At the same time, this leads to a common vision, cohesiveness and greater social harmony. 

My third observation is how committed young people are. And yes, it is on purpose that I come back to youth. After all, the majority of the Haitian population is under the age of 20! 

It is our responsibility to get this large and willing generation involved in all the reconstruction efforts, which also serve as learning opportunities and opportunities to firmly establish active and constructive citizenship.  

Asking the youth of Haiti to contribute to the reconstruction efforts means strengthening their feeling of belonging, recognizing that they are part of the solution and supporting their desire to take action. 

This amazing source of energy must be channelled before others capitalize on it! When young people are without hope, without goals, without anything to look forward to, and are crushed by poverty, they quickly fall prey to organized crime and all the traffickers, all the predators that profit from human misery. This, we know, is a very real danger, with disastrous consequences. 

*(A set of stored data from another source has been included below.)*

//! Diagnostic tracing for the `todo` binary.
//!
//! Diagnostics go to stderr and are controlled by `RUST_LOG`; command output
//! on stdout is never affected. Data the program could not keep (dropped
//! lines, failed saves) is recorded separately in the recovery log
//! (`io::recovery`), which is always written.

use tracing_subscriber::{EnvFilter, fmt, layer::SubscriberExt, util::SubscriberInitExt};

/// Install the stderr subscriber. Defaults to `warn` when `RUST_LOG` is unset.
///
/// ```bash
/// RUST_LOG=todo_list=debug todo list
/// ```
pub fn init() {
    let filter = EnvFilter::try_from_default_env().unwrap_or_else(|_| EnvFilter::new("warn"));

    // A second init (e.g. from tests) is harmless.
    let _ = tracing_subscriber::registry()
        .with(filter)
        .with(fmt::layer().with_writer(std::io::stderr).compact())
        .try_init();
}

Many of Haiti’s young people told me that they don’t want to be left on the sidelines, doomed to a sad fate. They don’t want to forever depend on the charity of others or fall between the cracks. They are creative and have a lot to offer, not only tomorrow and in the future, but also right now. 

We need to give them a chance, to open up a whole wide array of opportunities for them. 

Education and jobs, space for recreation and creation, healthy, dignified and safe places to live: this is what they are seeking.  

In closing, dear friends, I want to say that we need to support and encourage the Haitian people, in their hopes and in their desire, and in their efforts to help their country’s recovery. It is imperative that we succeed and show what can be done when we decide to work together. 

To this end, we can look to what philosopher Gaston Bachelard so aptly stated: “the will must imagine too much to be able to achieve enough.”